Background & aims: HIV-infected adults have increased risk of several individual micronutrient deficiencies. However, the prevalence and risk factors of concurrent and multiple micronutrient deficiencies and whether micronutrient concentrations change after antiretroviral therapy (ART) initiation have not been well described. The objective of this study was to determine the prevalence and risk factors of individual, concurrent and multiple micronutrient deficiencies among ART-naive HIV-infected adults from nine countries and assess change in micronutrient status 48 weeks post-ART initiation. Methods: A random sub-cohort (n = 270) stratified by country was selected from the multinational PEARLS clinical trial (n = 1571 ART-naive, HIV-infected adults). We measured serum concentrations of vitamins A, D (25-hydroxyvitamin), E, carotenoids and selenium pre-ART and 48 weeks post-ART initiation, and measured vitamins B-6, B-12, ferritin and soluble transferrin receptor at baseline only.
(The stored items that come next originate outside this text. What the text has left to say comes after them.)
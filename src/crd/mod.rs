mod cluster;
mod etcd;
mod plugin;

pub use cluster::*;
pub use etcd::*;
pub use plugin::*;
Prevalence of single micronutrient deficiencies, concurrent (2 coexisting) or conditional (a deficiency in one micronutrient given a deficiency in another) and multiple (>= 3) were determined using defined serum concentration cutoffs. We assessed mean changes in micronutrient concentrations from pre-ART to week 48 post-ART initiation using multivariable random effects models. Results: Of 270 participants, 13.9%, 29.2%, 24.5% and 32.4% had 0, 1, 2 and multiple deficiencies, respectively. Pre-ART prevalence was the highest for single deficiencies of selenium (53.2%), vitamin D (42.4%), and B-6 (37.3%) with 12.1% having concurrent deficiencies of all three micronutrients. Deficiency prevalence varied widely by country. 48 weeks post-ART initiation, mean vitamin A concentration increased (p < 0.001) corresponding to a 9% decrease in deficiency. Mean concentrations also increased for other micronutrients assessed 48 weeks post-ART (p < 0.001) but with minimal change in deficiency status. Conclusions: Single and multiple micronutrient deficiencies are common among HIV-infected adults pre ART initiation but vary between countries. Importantly, despite increases in micronutrient concentrations, prevalence of individual deficiencies remains largely unchanged after 48 weeks on ART. Our results suggest that ART alone is not sufficient to improve micronutrient deficiency. 2015 Elsevier Ltd and European Society for Clinical Nutrition and Metabolism. All rights reserved.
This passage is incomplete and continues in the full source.